- _Aim of the exercise_
Retype, exactly as they appear below, the lines between the line holding "let provider = sdktrace::SdkTracerProvider::builder()" and the line holding "Load environment variables", both ends included.

- _Data supplied_

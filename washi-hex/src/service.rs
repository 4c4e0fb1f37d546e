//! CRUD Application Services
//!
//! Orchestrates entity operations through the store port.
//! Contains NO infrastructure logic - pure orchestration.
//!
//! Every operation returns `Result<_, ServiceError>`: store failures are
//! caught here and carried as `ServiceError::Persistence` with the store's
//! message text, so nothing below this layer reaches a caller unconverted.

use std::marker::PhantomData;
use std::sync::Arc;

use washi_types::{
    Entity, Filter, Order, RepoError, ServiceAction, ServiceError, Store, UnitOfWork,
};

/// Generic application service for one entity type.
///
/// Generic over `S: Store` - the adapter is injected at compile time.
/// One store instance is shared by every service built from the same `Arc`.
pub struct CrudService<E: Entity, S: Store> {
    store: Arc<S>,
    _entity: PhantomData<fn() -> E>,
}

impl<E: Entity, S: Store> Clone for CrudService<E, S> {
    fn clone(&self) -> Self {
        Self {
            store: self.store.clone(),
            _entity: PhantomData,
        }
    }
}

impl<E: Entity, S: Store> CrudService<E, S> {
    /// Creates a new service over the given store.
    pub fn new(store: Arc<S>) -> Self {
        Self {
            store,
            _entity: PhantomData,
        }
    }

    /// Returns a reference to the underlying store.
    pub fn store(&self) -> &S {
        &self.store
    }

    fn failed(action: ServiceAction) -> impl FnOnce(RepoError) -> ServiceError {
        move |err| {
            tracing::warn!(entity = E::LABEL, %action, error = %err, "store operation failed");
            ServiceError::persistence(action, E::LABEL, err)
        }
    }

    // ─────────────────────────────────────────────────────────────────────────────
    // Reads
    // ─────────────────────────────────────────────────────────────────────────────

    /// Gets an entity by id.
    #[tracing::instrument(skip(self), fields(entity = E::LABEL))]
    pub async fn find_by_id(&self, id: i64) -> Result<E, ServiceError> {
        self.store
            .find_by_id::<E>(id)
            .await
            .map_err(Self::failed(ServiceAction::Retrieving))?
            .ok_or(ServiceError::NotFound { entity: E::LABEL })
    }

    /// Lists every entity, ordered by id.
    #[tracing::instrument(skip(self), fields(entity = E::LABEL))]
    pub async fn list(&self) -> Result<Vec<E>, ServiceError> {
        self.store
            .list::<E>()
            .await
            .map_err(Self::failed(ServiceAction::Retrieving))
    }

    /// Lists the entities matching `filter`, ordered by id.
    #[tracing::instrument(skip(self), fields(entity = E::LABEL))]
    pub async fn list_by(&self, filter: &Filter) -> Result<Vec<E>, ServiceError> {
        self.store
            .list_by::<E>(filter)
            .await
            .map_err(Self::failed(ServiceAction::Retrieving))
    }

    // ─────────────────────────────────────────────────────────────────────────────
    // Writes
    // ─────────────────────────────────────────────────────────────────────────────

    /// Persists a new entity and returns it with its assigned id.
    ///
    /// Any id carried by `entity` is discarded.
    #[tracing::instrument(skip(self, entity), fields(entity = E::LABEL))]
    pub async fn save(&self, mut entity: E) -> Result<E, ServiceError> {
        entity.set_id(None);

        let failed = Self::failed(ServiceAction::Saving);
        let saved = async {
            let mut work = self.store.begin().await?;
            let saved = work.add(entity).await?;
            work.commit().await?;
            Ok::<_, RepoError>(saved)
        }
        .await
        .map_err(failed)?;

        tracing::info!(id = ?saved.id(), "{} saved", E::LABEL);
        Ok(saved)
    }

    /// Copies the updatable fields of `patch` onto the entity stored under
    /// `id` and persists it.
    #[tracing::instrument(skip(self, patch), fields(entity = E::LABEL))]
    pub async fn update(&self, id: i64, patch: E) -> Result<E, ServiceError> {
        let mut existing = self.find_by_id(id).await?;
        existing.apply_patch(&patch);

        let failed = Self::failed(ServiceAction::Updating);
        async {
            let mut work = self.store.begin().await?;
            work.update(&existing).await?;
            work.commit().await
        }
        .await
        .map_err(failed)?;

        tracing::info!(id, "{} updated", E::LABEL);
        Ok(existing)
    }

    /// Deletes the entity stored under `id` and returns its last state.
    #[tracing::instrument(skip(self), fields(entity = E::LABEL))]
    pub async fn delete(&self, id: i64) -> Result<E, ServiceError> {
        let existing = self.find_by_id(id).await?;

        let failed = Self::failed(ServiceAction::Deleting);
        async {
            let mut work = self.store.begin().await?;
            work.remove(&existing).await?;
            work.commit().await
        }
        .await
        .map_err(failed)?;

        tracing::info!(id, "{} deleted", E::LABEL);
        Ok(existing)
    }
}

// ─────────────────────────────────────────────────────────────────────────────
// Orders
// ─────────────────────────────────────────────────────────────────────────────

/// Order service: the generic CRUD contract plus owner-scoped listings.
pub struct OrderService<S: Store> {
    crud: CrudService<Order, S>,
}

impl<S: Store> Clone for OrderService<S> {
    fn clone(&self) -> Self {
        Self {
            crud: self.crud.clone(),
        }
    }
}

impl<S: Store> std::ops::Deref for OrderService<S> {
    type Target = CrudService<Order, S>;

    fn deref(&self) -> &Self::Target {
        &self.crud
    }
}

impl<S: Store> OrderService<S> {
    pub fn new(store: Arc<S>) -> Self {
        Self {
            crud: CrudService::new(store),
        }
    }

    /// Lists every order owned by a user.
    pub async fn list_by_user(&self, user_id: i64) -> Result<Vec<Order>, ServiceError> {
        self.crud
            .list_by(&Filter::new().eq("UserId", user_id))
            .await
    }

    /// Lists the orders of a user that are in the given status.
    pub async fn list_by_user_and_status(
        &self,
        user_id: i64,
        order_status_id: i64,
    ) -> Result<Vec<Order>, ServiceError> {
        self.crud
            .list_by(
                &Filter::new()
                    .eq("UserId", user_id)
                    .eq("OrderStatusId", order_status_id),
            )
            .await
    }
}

==

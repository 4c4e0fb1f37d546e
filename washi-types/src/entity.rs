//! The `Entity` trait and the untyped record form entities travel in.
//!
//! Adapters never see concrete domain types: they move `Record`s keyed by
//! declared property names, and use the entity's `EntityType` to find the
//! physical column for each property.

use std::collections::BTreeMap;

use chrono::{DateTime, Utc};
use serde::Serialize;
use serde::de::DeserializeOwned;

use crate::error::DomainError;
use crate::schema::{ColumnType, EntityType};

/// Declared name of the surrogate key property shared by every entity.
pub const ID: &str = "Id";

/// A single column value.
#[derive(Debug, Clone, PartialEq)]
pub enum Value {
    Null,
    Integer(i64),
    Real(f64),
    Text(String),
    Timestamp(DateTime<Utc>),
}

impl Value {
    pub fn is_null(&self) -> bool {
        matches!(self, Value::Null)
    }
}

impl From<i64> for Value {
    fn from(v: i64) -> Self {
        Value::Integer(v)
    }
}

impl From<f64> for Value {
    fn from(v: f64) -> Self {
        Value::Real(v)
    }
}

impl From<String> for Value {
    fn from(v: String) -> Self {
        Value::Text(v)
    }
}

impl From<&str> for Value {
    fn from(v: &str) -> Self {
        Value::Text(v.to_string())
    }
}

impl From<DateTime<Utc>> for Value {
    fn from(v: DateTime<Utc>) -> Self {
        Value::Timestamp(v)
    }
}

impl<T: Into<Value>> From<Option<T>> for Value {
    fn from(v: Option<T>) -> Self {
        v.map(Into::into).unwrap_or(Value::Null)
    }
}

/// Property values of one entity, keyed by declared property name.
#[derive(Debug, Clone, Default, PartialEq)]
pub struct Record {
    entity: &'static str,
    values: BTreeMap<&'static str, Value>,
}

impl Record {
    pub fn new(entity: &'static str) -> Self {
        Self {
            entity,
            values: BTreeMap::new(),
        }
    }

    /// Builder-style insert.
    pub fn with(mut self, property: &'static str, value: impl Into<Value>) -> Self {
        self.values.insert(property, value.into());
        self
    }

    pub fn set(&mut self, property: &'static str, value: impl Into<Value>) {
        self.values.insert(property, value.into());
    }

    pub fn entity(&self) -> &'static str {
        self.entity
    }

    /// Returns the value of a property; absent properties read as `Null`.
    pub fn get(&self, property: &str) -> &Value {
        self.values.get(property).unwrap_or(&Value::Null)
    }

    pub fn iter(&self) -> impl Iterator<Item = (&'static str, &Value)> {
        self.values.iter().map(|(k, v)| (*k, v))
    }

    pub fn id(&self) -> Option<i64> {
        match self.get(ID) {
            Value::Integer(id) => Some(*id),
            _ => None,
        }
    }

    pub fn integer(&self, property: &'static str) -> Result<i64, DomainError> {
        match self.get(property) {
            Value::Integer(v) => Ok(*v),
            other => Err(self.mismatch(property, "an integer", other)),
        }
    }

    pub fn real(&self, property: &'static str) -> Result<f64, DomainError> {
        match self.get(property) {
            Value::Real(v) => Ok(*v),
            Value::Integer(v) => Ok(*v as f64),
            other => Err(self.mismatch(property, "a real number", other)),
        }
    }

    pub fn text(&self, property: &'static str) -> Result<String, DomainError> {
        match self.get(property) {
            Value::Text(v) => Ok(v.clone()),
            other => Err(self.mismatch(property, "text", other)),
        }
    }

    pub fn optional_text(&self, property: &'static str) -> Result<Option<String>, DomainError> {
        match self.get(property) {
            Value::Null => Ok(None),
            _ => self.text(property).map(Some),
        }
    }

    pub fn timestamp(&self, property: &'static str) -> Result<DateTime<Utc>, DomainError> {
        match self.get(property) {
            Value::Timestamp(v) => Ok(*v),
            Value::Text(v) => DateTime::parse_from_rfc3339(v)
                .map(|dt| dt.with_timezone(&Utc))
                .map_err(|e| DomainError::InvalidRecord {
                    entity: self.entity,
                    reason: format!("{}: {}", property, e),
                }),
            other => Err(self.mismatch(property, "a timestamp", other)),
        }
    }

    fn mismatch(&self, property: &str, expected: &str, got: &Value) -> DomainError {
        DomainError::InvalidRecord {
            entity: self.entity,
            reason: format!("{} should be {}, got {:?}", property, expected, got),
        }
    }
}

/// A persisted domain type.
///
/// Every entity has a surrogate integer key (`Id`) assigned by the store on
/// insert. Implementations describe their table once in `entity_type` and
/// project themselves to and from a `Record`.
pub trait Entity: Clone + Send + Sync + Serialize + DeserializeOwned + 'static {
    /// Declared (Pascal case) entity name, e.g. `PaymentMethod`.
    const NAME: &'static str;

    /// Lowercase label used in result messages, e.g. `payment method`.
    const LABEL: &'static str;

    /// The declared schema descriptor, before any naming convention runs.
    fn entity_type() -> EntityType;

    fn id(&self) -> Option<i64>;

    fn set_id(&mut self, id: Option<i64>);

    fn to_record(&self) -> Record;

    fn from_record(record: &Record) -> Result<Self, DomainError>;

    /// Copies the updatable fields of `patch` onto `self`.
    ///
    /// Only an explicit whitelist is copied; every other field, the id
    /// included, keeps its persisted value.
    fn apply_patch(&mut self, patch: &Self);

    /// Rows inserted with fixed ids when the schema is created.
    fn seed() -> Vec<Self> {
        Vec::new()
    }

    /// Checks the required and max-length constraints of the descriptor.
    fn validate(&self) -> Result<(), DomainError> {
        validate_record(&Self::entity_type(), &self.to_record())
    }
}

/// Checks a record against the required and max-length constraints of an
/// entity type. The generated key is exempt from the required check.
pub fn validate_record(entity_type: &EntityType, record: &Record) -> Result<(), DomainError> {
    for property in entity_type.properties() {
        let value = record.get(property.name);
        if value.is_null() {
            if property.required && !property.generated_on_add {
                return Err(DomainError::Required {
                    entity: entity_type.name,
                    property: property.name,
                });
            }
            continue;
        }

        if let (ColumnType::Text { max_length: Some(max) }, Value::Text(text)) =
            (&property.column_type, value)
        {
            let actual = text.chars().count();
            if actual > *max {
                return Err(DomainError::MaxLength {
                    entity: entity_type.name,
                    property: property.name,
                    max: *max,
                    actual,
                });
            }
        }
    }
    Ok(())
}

* * *

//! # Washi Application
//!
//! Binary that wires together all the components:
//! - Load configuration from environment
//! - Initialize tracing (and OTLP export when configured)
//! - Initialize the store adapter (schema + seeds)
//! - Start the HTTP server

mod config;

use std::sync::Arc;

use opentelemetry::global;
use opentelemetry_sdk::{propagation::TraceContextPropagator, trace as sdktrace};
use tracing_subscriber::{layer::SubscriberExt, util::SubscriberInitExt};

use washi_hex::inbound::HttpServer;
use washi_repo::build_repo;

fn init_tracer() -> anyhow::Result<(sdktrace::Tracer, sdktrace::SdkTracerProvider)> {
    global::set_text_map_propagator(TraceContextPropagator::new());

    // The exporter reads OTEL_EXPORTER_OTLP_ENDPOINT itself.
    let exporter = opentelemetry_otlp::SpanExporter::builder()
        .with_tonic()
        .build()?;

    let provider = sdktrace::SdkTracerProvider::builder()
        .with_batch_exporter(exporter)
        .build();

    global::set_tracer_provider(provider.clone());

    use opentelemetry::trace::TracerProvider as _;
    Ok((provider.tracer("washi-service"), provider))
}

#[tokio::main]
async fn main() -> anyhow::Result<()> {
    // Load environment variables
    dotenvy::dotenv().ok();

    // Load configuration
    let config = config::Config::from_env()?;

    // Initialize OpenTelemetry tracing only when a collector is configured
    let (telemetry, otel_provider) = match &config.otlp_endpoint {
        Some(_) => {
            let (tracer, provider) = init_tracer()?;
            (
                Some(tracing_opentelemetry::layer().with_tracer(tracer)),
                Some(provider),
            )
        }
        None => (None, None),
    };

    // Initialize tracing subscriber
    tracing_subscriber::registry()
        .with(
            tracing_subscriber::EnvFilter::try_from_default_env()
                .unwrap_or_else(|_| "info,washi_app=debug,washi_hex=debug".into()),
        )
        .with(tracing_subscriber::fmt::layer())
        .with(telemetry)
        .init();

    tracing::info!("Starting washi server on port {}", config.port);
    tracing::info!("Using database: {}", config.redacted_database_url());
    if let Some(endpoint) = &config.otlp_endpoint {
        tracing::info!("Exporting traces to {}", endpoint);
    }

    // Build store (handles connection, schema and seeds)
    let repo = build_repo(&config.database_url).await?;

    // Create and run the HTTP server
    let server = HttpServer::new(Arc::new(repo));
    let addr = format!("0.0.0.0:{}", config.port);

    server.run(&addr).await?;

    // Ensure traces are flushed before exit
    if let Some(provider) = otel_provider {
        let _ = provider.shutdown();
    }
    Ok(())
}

- _Answer section_
    let provider = sdktrace::SdkTracerProvider::builder()
        .with_batch_exporter(exporter)
        .build();

    global::set_tracer_provider(provider.clone());

    use opentelemetry::trace::TracerProvider as _;
    Ok((provider.tracer("washi-service"), provider))
}

#[tokio::main]
async fn main() -> anyhow::Result<()> {
    // Load environment variables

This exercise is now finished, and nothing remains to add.